Science fiction is the siren song of hard science. How many innocent young students have been lured into complex, abstract science, technology, engineering, or mathematics because of a reckless and irresponsible exposure to Arthur C. Clarke at a tender age? Yet Arthur C. Clarke has a very famous quote: “Any sufficiently advanced technology is indistinguishable from magic.”
It’s the prospect of making that… ahem… magic leap that entices so many people into STEM in the first place. A magic leap that would change the world. How about, for example, having humanoid robots? They could match us in dexterity and speed, perceive the world around them as we do, and be programmed to do, well, more or less anything we can do.
Such a technology would change the world forever.
But how will it arrive? While true sci-fi robots won’t get here right away—the pieces are coming together, and the company best developing them at the moment is Amazon. Where others have struggled to succeed, Amazon has been quietly progressing. Notably, Amazon has more than just a dream, it has the most practical of reasons driving it into robotics.
This practicality matters. Technological development rarely proceeds by magic; it’s a process filled with twists, turns, dead-ends, and financial constraints. New technologies often have to answer questions like “What is this good for, are you being realistic?” A good strategy, then, can be to build something more limited than your initial ambition, but useful for a niche market. That way, you can produce a prototype, have a reasonable business plan, and turn a profit within a decade. You might call these “stepping stone” applications that allow for new technologies to be developed in an economically viable way.
You need something you can sell to someone, soon: that’s how you get investment in your idea. It’s this model that iRobot, developers of the Roomba, used: migrating from military prototypes to robotic vacuum cleaners to become the “boring, successful robot company.” Compare this to Willow Garage, a genius factory if ever there was one: they clearly had ambitions towards a general-purpose, multi-functional robot. They built an impressive device—PR2—and programmed the operating system, ROS, that is still the industry and academic standard to this day.
But since they were unable to sell their robot for much less than $250,000, it was never likely to be a profitable business. This is why Willow Garage is no more, and many workers at the company went into telepresence robotics. Telepresence is essentially videoconferencing with a fancy robot attached to move the camera around.
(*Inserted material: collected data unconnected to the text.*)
fn cmd_trend(config: &Config, store: &LogStore, args: &[String]) -> Result<(), GlucoError> {
    let range = range_arg(config, args.first())?;
    let points = trend_series(&store.window(range, Utc::now()));

    println!("Trend ({}), {} points", range, points.len());
    for point in points {
        println!(
            "  {}  {:>5} mg/dL  {:>4}g  {:>5}u  {}",
            point.timestamp.with_timezone(&Local).format("%Y-%m-%d %H:%M"),
            point.level,
            point.carbs,
            point.insulin,
            point.meal,
        );
    }
    Ok(())
}

fn cmd_analyze(config: &Config, store: &LogStore) -> Result<(), GlucoError> {
    let busy = BusyFlag::new();
    match run_analysis(&RuleBasedAnalyzer::new(), store.logs(), config.language, &busy) {
        AnalysisOutcome::Insight(insight) => {
            println!("{}", insight.summary);
            for pattern in &insight.patterns {
                println!("  - {}", pattern);
            }
            for suggestion in &insight.suggestions {
                println!("  > {}", suggestion);
            }
            if let Some(warning) = &insight.warning {
                println!("Warning: {}", warning);
            }
        }
        AnalysisOutcome::NoData => println!("No entries to analyze"),
        AnalysisOutcome::Busy => println!("Analysis already running"),
        AnalysisOutcome::Failed(message) => return Err(GlucoError::Collaborator(message)),
    }
    Ok(())
}

fn cmd_meal(config: &Config, args: &[String]) {
    let description = args.join(" ");
    let busy = BusyFlag::new();
    match estimate_meal(&CarbTable::new(), &description, config.language, &busy) {
        Some(items) if !items.is_empty() => {
            for item in &items {
                println!("  {:<14} {:<14} {:>5}g", item.name, item.portion, item.carbs);
            }
            println!("{}", ingest::carb_breakdown(&items).trim());
        }
        _ => println!("No known foods in '{}'", description),
    }
}
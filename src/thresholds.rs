//! Clinical glucose thresholds and classification
//!
//! Two bands live here and must not be confused:
//! the danger band (hypo below 70, hyper above 180) used to classify a single
//! reading, and the tighter target band (80-130) used for time-in-range.
//! All values are mg/dL, the same unit the logs are recorded in.

use serde::{Deserialize, Serialize};

/// Below this a reading is hypoglycemic
pub const HYPO: f64 = 70.0;
/// Lower bound of the target band (inclusive)
pub const TARGET_MIN: f64 = 80.0;
/// Upper bound of the target band (inclusive)
pub const TARGET_MAX: f64 = 130.0;
/// Above this a reading is hyperglycemic
pub const HYPER: f64 = 180.0;

/// Classification of an effective glucose level
#[derive(Debug, Clone, Copy, PartialEq, Eq, Serialize, Deserialize)]
#[serde(rename_all = "lowercase")]
pub enum GlucoseStatus {
    Hypo,   // < 70 mg/dL
    Normal, // 70 to 180 inclusive
    Hyper,  // > 180 mg/dL
}

impl GlucoseStatus {
    /// Get a display label for the status
    pub fn label(self) -> &'static str {
        match self {
            GlucoseStatus::Hypo => "Hypoglycemia",
            GlucoseStatus::Normal => "Normal",
            GlucoseStatus::Hyper => "Hyperglycemia",
        }
    }

    /// Get a short status text
    pub fn status(self) -> &'static str {
        match self {
            GlucoseStatus::Hypo => "LOW",
            GlucoseStatus::Normal => "OK",
            GlucoseStatus::Hyper => "HIGH",
        }
    }
}

/// Classify an effective level against the danger band
pub fn classify(level: f64) -> GlucoseStatus {
    if level < HYPO {
        GlucoseStatus::Hypo
    } else if level > HYPER {
        GlucoseStatus::Hyper
    } else {
        GlucoseStatus::Normal
    }
}

/// Whether a level sits inside the target band (80-130 inclusive)
pub fn in_target(level: f64) -> bool {
    (TARGET_MIN..=TARGET_MAX).contains(&level)
}

/// Target band display string
pub fn format_target_range() -> String {
    format!("{}-{} mg/dL", TARGET_MIN, TARGET_MAX)
}
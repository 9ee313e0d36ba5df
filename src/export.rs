//! JSON export and import of log collections

use std::fs;
use std::path::{Path, PathBuf};

use chrono::{DateTime, Local};
use log::info;

use crate::error::GlucoError;
use crate::model::GlucoseLog;

/// Pretty-printed JSON array of the collection, in store order
pub fn export_json(logs: &[GlucoseLog]) -> Result<String, GlucoError> {
    Ok(serde_json::to_string_pretty(logs)?)
}

pub fn import_json(json: &str) -> Result<Vec<GlucoseLog>, GlucoError> {
    Ok(serde_json::from_str(json)?)
}

/// Write the collection to a file
pub fn export_to_file<P: AsRef<Path>>(path: P, logs: &[GlucoseLog]) -> Result<(), GlucoError> {
    fs::write(path.as_ref(), export_json(logs)?)?;
    info!("Exported {} logs to {}", logs.len(), path.as_ref().display());
    Ok(())
}

pub fn import_from_file<P: AsRef<Path>>(path: P) -> Result<Vec<GlucoseLog>, GlucoError> {
    let json = fs::read_to_string(path.as_ref())?;
    import_json(&json)
}

/// `glucolog_logs_<date>.json`
pub fn default_export_file_name(now: DateTime<Local>) -> String {
    format!("glucolog_logs_{}.json", now.format("%Y-%m-%d"))
}

/// Default export location inside a directory
pub fn default_export_path(dir: &Path, now: DateTime<Local>) -> PathBuf {
    dir.join(default_export_file_name(now))
}
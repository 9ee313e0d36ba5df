//! Offline collaborators
//!
//! Rule-based stand-ins for the AI service: a trend analyzer working from
//! the thresholds and a carbohydrate table for common foods. Output is
//! always English.

use log::debug;

use crate::collaborators::{AnalysisSample, Language, MealEstimator, TrendAnalyzer};
use crate::error::GlucoError;
use crate::model::{AiInsight, MealItem, MealType};
use crate::thresholds::{self, GlucoseStatus, TARGET_MAX};

/// Difference between the two halves of the series reported as a trend
const TREND_DELTA: f64 = 20.0;

/// Trend analysis from threshold counts
#[derive(Debug, Default)]
pub struct RuleBasedAnalyzer;

impl RuleBasedAnalyzer {
    pub fn new() -> Self {
        Self
    }
}

fn mean(values: &[f64]) -> f64 {
    values.iter().sum::<f64>() / values.len() as f64
}

impl TrendAnalyzer for RuleBasedAnalyzer {
    fn analyze(&self, samples: &[AnalysisSample], language: Language) -> Result<AiInsight, GlucoError> {
        debug!("Rule-based analysis of {} samples, answering in ENGLISH instead of {}", samples.len(), language.prompt_name());

        let readings: Vec<&AnalysisSample> = samples.iter().filter(|s| s.level > 0.0).collect();
        if readings.is_empty() {
            return Ok(AiInsight {
                summary: "No glucose readings in the analyzed entries.".to_string(),
                patterns: Vec::new(),
                suggestions: vec!["Log sensor or stick readings to get an analysis.".to_string()],
                warning: None,
            });
        }

        let levels: Vec<f64> = readings.iter().map(|s| s.level).collect();
        let hypo = levels.iter().filter(|&&l| thresholds::classify(l) == GlucoseStatus::Hypo).count();
        let hyper = levels.iter().filter(|&&l| thresholds::classify(l) == GlucoseStatus::Hyper).count();
        let in_range = levels.iter().filter(|&&l| thresholds::in_target(l)).count();

        let summary = format!(
            "Average {:.0} mg/dL over {} readings, {}% in the {} target range.",
            mean(&levels),
            levels.len(),
            (in_range as f64 / levels.len() as f64 * 100.0).round(),
            thresholds::format_target_range(),
        );

        let mut patterns = Vec::new();
        let meal_levels: Vec<f64> = readings
            .iter()
            .filter(|s| !matches!(s.meal, MealType::Control | MealType::Correction))
            .map(|s| s.level)
            .collect();
        if !meal_levels.is_empty() && mean(&meal_levels) > TARGET_MAX {
            patterns.push(format!("Readings logged with meals run high (avg {:.0} mg/dL).", mean(&meal_levels)));
        }
        if hypo > 0 {
            patterns.push(format!("{} low reading(s).", hypo));
        }
        if hyper > 0 {
            patterns.push(format!("{} high reading(s).", hyper));
        }
        if levels.len() >= 4 {
            let (older, newer) = levels.split_at(levels.len() / 2);
            let delta = mean(newer) - mean(older);
            if delta > TREND_DELTA {
                patterns.push("Levels are trending up.".to_string());
            } else if delta < -TREND_DELTA {
                patterns.push("Levels are trending down.".to_string());
            }
        }

        let mut suggestions = Vec::new();
        if hyper > 0 {
            suggestions.push("Review carbohydrate counts and rapid insulin timing around meals.".to_string());
        }
        if hypo > 0 {
            suggestions.push("Check for lows after insulin doses and keep fast carbs at hand.".to_string());
        }
        if suggestions.is_empty() {
            suggestions.push("Keep logging consistently.".to_string());
        }

        let warning = (hypo >= 2).then(|| "Repeated low readings, talk to your care team.".to_string());

        Ok(AiInsight { summary, patterns, suggestions, warning })
    }
}

/// Keyword, display name, portion, grams of carbohydrate per portion
const CARB_TABLE: &[(&str, &str, &str, f64)] = &[
    ("pasta", "Pasta", "80g dry", 60.0),
    ("rice", "Rice", "80g dry", 62.0),
    ("pizza", "Pizza", "1 pizza", 100.0),
    ("bread", "Bread", "1 slice", 15.0),
    ("croissant", "Croissant", "1 piece", 26.0),
    ("cereal", "Cereal", "30g", 25.0),
    ("potato", "Potato", "1 medium", 30.0),
    ("apple", "Apple", "1 medium", 15.0),
    ("banana", "Banana", "1 medium", 25.0),
    ("orange", "Orange", "1 medium", 12.0),
    ("juice", "Fruit juice", "1 glass", 26.0),
    ("milk", "Milk", "1 cup", 12.0),
    ("yogurt", "Yogurt", "1 pot", 15.0),
    ("cookie", "Cookie", "1 piece", 10.0),
];

/// Carbohydrate estimates from a fixed table of common foods.
/// Parts of the description are split on `,`, `+` and ` and `; a leading
/// number multiplies the portion. Unknown foods are left out.
#[derive(Debug, Default)]
pub struct CarbTable;

impl CarbTable {
    pub fn new() -> Self {
        Self
    }

    fn lookup(part: &str) -> Option<MealItem> {
        let part = part.trim().to_lowercase();
        let (count, rest) = match part.split_once(char::is_whitespace) {
            Some((n, rest)) => match n.parse::<u32>() {
                Ok(n) if n > 0 => (n, rest),
                _ => (1, part.as_str()),
            },
            None => (1, part.as_str()),
        };

        let &(_, name, portion, carbs) = CARB_TABLE.iter().find(|(keyword, ..)| rest.contains(*keyword))?;
        let portion = if count > 1 {
            format!("{} x {}", count, portion)
        } else {
            portion.to_string()
        };
        Some(MealItem {
            name: name.to_string(),
            portion,
            carbs: carbs * count as f64,
        })
    }
}

impl MealEstimator for CarbTable {
    fn estimate(&self, description: &str, _language: Language) -> Vec<MealItem> {
        description
            .replace(" and ", ",")
            .split([',', '+'])
            .filter_map(Self::lookup)
            .collect()
    }
}

#[cfg(test)]
mod tests {
    use super::*;
    use crate::collaborators::analysis_samples;
    use crate::model::tests::{log_at, t0};
    use chrono::Duration;

    fn samples(levels: &[f64]) -> Vec<AnalysisSample> {
        // levels given oldest first
        let logs: Vec<_> = levels
            .iter()
            .enumerate()
            .map(|(i, &l)| log_at(&i.to_string(), t0() + Duration::hours(i as i64), Some(l), None))
            .collect();
        analysis_samples(&logs)
    }

    #[test]
    fn test_analysis_counts_and_warning() {
        let insight = RuleBasedAnalyzer::new()
            .analyze(&samples(&[60.0, 65.0, 110.0, 200.0]), Language::En)
            .unwrap();

        assert!(insight.summary.starts_with("Average 109 mg/dL over 4 readings, 25%"));
        assert!(insight.patterns.contains(&"2 low reading(s).".to_string()));
        assert!(insight.patterns.contains(&"1 high reading(s).".to_string()));
        assert_eq!(insight.suggestions.len(), 2);
        assert!(insight.warning.is_some());
    }

    #[test]
    fn test_analysis_trend_up() {
        let insight = RuleBasedAnalyzer::new()
            .analyze(&samples(&[100.0, 105.0, 150.0, 160.0]), Language::En)
            .unwrap();
        assert!(insight.patterns.contains(&"Levels are trending up.".to_string()));
        assert!(insight.warning.is_none());
    }

    #[test]
    fn test_analysis_without_readings() {
        let logs = vec![log_at("a", t0(), None, None)];
        let insight = RuleBasedAnalyzer::new().analyze(&analysis_samples(&logs), Language::It).unwrap();
        assert!(insight.patterns.is_empty());
        assert!(insight.summary.starts_with("No glucose readings"));
    }

    #[test]
    fn test_carb_table_estimate() {
        let items = CarbTable::new().estimate("Pasta al pomodoro, 2 apples and a glass of juice", Language::En);
        let names: Vec<&str> = items.iter().map(|i| i.name.as_str()).collect();
        assert_eq!(names, vec!["Pasta", "Apple", "Fruit juice"]);
        assert_eq!(items[1].carbs, 30.0);
        assert_eq!(items[1].portion, "2 x 1 medium");
    }

    #[test]
    fn test_carb_table_unknown_food() {
        assert!(CarbTable::new().estimate("grilled chicken", Language::En).is_empty());
    }
}
//! Persistence for per-profile log collections
//!
//! Collections are always written whole: a save replaces everything stored
//! for that profile, in the order given.

#[cfg(test)]
use std::cell::{Cell, RefCell};
#[cfg(test)]
use std::collections::HashMap;
use std::path::Path;
#[cfg(test)]
use std::rc::Rc;

use log::debug;
use rusqlite::{params, Connection, OptionalExtension};

use crate::error::GlucoError;
use crate::model::GlucoseLog;

/// Keyed, full-collection storage for log entries
pub trait LogRepository {
    /// Load the saved collection for a profile, empty when nothing is stored
    fn load(&self, profile_id: &str) -> Result<Vec<GlucoseLog>, GlucoError>;

    /// Overwrite the stored collection for a profile
    fn save(&self, profile_id: &str, logs: &[GlucoseLog]) -> Result<(), GlucoError>;
}

/// SQLite database for storing log collections
pub struct SqliteRepository {
    conn: Connection,
}

impl SqliteRepository {
    /// Create or open a database at the given path
    pub fn new<P: AsRef<Path>>(path: P) -> Result<Self, GlucoError> {
        let conn = Connection::open(path)?;
        Self::with_connection(conn)
    }

    /// In-memory database, gone when dropped
    #[cfg(test)]
    pub fn in_memory() -> Result<Self, GlucoError> {
        Self::with_connection(Connection::open_in_memory()?)
    }

    fn with_connection(conn: Connection) -> Result<Self, GlucoError> {
        conn.execute_batch(
            "CREATE TABLE IF NOT EXISTS logs (
                profile_id TEXT NOT NULL,
                position INTEGER NOT NULL,
                id TEXT NOT NULL,
                timestamp TEXT NOT NULL,
                body TEXT NOT NULL,
                PRIMARY KEY (profile_id, position)
            );

            CREATE INDEX IF NOT EXISTS idx_logs_profile_id
                ON logs(profile_id, id);

            CREATE TABLE IF NOT EXISTS session (
                key INTEGER PRIMARY KEY CHECK (key = 1),
                profile_id TEXT NOT NULL
            );"
        )?;

        Ok(Self { conn })
    }

    /// Number of stored entries for a profile
    pub fn count(&self, profile_id: &str) -> Result<i64, GlucoError> {
        let count = self.conn.query_row(
            "SELECT COUNT(*) FROM logs WHERE profile_id = ?1",
            params![profile_id],
            |row| row.get(0),
        )?;
        Ok(count)
    }

    /// Profile remembered from the last login, if any
    pub fn active_profile(&self) -> Result<Option<String>, GlucoError> {
        let profile = self.conn
            .query_row("SELECT profile_id FROM session WHERE key = 1", [], |row| row.get(0))
            .optional()?;
        Ok(profile)
    }

    pub fn set_active_profile(&self, profile_id: &str) -> Result<(), GlucoError> {
        self.conn.execute(
            "INSERT OR REPLACE INTO session (key, profile_id) VALUES (1, ?1)",
            params![profile_id],
        )?;
        Ok(())
    }

    pub fn clear_active_profile(&self) -> Result<(), GlucoError> {
        self.conn.execute("DELETE FROM session", [])?;
        Ok(())
    }
}

impl LogRepository for SqliteRepository {
    fn load(&self, profile_id: &str) -> Result<Vec<GlucoseLog>, GlucoError> {
        let mut stmt = self.conn.prepare(
            "SELECT body FROM logs WHERE profile_id = ?1 ORDER BY position"
        )?;

        let bodies = stmt
            .query_map(params![profile_id], |row| row.get::<_, String>(0))?
            .collect::<Result<Vec<_>, _>>()?;

        let logs = bodies
            .iter()
            .map(|body| serde_json::from_str(body))
            .collect::<Result<Vec<GlucoseLog>, _>>()?;

        debug!("Loaded {} logs for profile {}", logs.len(), profile_id);
        Ok(logs)
    }

    fn save(&self, profile_id: &str, logs: &[GlucoseLog]) -> Result<(), GlucoError> {
        let tx = self.conn.unchecked_transaction()?;
        tx.execute("DELETE FROM logs WHERE profile_id = ?1", params![profile_id])?;
        {
            let mut insert = tx.prepare(
                "INSERT INTO logs (profile_id, position, id, timestamp, body)
                 VALUES (?1, ?2, ?3, ?4, ?5)"
            )?;
            for (position, log) in logs.iter().enumerate() {
                insert.execute(params![
                    profile_id,
                    position as i64,
                    log.id,
                    log.timestamp.to_rfc3339(),
                    serde_json::to_string(log)?,
                ])?;
            }
        }
        tx.commit()?;

        debug!("Saved {} logs for profile {}", logs.len(), profile_id);
        Ok(())
    }
}

/// Process-local repository. Clones share the same collections.
#[cfg(test)]
#[derive(Clone, Default)]
pub struct MemoryRepository {
    collections: Rc<RefCell<HashMap<String, Vec<GlucoseLog>>>>,
    fail_saves: Rc<Cell<bool>>,
}

#[cfg(test)]
impl MemoryRepository {
    pub fn new() -> Self {
        Self::default()
    }

    /// Make every following save fail, for exercising error paths
    pub fn set_fail_saves(&self, fail: bool) {
        self.fail_saves.set(fail);
    }

    /// Snapshot of what is currently stored for a profile
    pub fn stored(&self, profile_id: &str) -> Vec<GlucoseLog> {
        self.collections.borrow().get(profile_id).cloned().unwrap_or_default()
    }
}

#[cfg(test)]
impl LogRepository for MemoryRepository {
    fn load(&self, profile_id: &str) -> Result<Vec<GlucoseLog>, GlucoError> {
        Ok(self.stored(profile_id))
    }

    fn save(&self, profile_id: &str, logs: &[GlucoseLog]) -> Result<(), GlucoError> {
        if self.fail_saves.get() {
            return Err(GlucoError::Io(std::io::Error::new(
                std::io::ErrorKind::Other,
                "storage unavailable",
            )));
        }
        self.collections.borrow_mut().insert(profile_id.to_string(), logs.to_vec());
        Ok(())
    }
}
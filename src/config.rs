//! Configuration file parsing and data locations

use std::fs::{self, File};
use std::io::{BufRead, BufReader};
use std::path::{Path, PathBuf};

use log::warn;

use crate::collaborators::Language;
use crate::error::GlucoError;
use crate::window::ChartRange;

const APP_DIR_NAME: &str = "glucolog";

/// Configuration loaded from config.txt
#[derive(Debug, Default, Clone, PartialEq)]
pub struct Config {
    /// Overrides the SQLite file location
    pub database_path: Option<String>,
    /// Profile used when no session is logged in
    pub profile: Option<String>,
    pub language: Language,
    pub chart_range: ChartRange,
    /// Program that reads readings off sensor screenshots
    pub extractor_command: Option<String>,
}

impl Config {
    /// Load configuration from a file
    pub fn load<P: AsRef<Path>>(path: P) -> Result<Self, GlucoError> {
        let file = File::open(path)?;
        Self::from_reader(BufReader::new(file))
    }

    pub fn from_reader<R: BufRead>(reader: R) -> Result<Self, GlucoError> {
        let mut config = Config::default();

        for line in reader.lines() {
            let line = line?;
            let line = line.trim();
            if line.is_empty() || line.starts_with('#') {
                continue;
            }

            if let Some((key, rest)) = Self::parse_line(line) {
                let value = rest.split('#').next().unwrap_or("").trim();
                if value.is_empty() {
                    continue;
                }
                config.apply(key, value);
            }
        }

        Ok(config)
    }

    /// Unknown keys and bad values are ignored with a warning
    fn apply(&mut self, key: &str, value: &str) {
        match key {
            "database_path" => self.database_path = Some(value.to_string()),
            "profile" => self.profile = Some(value.to_string()),
            "extractor_command" => self.extractor_command = Some(value.to_string()),
            "language" => match value.parse() {
                Ok(language) => self.language = language,
                Err(e) => warn!("config: {}", e),
            },
            "chart_range" => match value.parse() {
                Ok(range) => self.chart_range = range,
                Err(e) => warn!("config: {}", e),
            },
            other => warn!("config: unknown key '{}'", other),
        }
    }

    /// Split "key value" on the first whitespace
    fn parse_line(line: &str) -> Option<(&str, &str)> {
        let mut parts = line.splitn(2, |c: char| c.is_whitespace());
        let key = parts.next()?.trim();
        let value = parts.next()?.trim();

        if key.is_empty() || value.is_empty() {
            return None;
        }

        Some((key, value))
    }

    /// Write a commented template
    pub fn create_default<P: AsRef<Path>>(path: P) -> Result<(), GlucoError> {
        let template = "\
# glucolog configuration
# Format: key value  # comment

# database_path /path/to/glucolog.db  # defaults to the data directory
# profile RSSMRA80A01H501U           # used when nobody is logged in
# extractor_command /usr/local/bin/read-sensor  # base64 image in, JSON readings out

language en       # it, en, es, fr, zh, hi
chart_range day   # day, week, month
";
        fs::write(path, template)?;
        Ok(())
    }

    /// Configured database location, or the default one
    pub fn database_path(&self) -> PathBuf {
        self.database_path
            .as_ref()
            .map(PathBuf::from)
            .unwrap_or_else(default_database_path)
    }
}

/// Per-user application data directory
pub fn get_data_dir() -> PathBuf {
    dirs::data_dir()
        .unwrap_or_else(|| PathBuf::from("."))
        .join(APP_DIR_NAME)
}

pub fn ensure_data_dir() -> Result<PathBuf, GlucoError> {
    let dir = get_data_dir();
    fs::create_dir_all(&dir)?;
    Ok(dir)
}

pub fn default_database_path() -> PathBuf {
    get_data_dir().join("glucolog.db")
}

pub fn config_file_path() -> PathBuf {
    get_data_dir().join("config.txt")
}

/// Where exports and reports go when no file is given
pub fn default_export_dir() -> PathBuf {
    dirs::document_dir()
        .or_else(dirs::home_dir)
        .unwrap_or_else(|| PathBuf::from("."))
}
It uses some of the same software (for example, navigation and mapping) without requiring you to solve difficult problems of full autonomy for the robot, or manipulating its environment. It’s certainly one of the stepping-stone areas that various companies are investigating.
Another approach is to go to the people with very high research budgets: the military.
This was the Boston Dynamics approach, and their incredible achievements in bipedal locomotion saw them getting snapped up by Google. There was a great deal of excitement and speculation about Google’s “nightmare factory” whenever a new slick video of a futuristic militarized robot surfaced. But Google broadly backed away from Replicant, their robotics program, and Boston Dynamics was sold. This was partly due to PR concerns over the Terminator-esque designs, but partly because they didn’t see the robotics division turning a profit. They hadn’t found their stepping stones.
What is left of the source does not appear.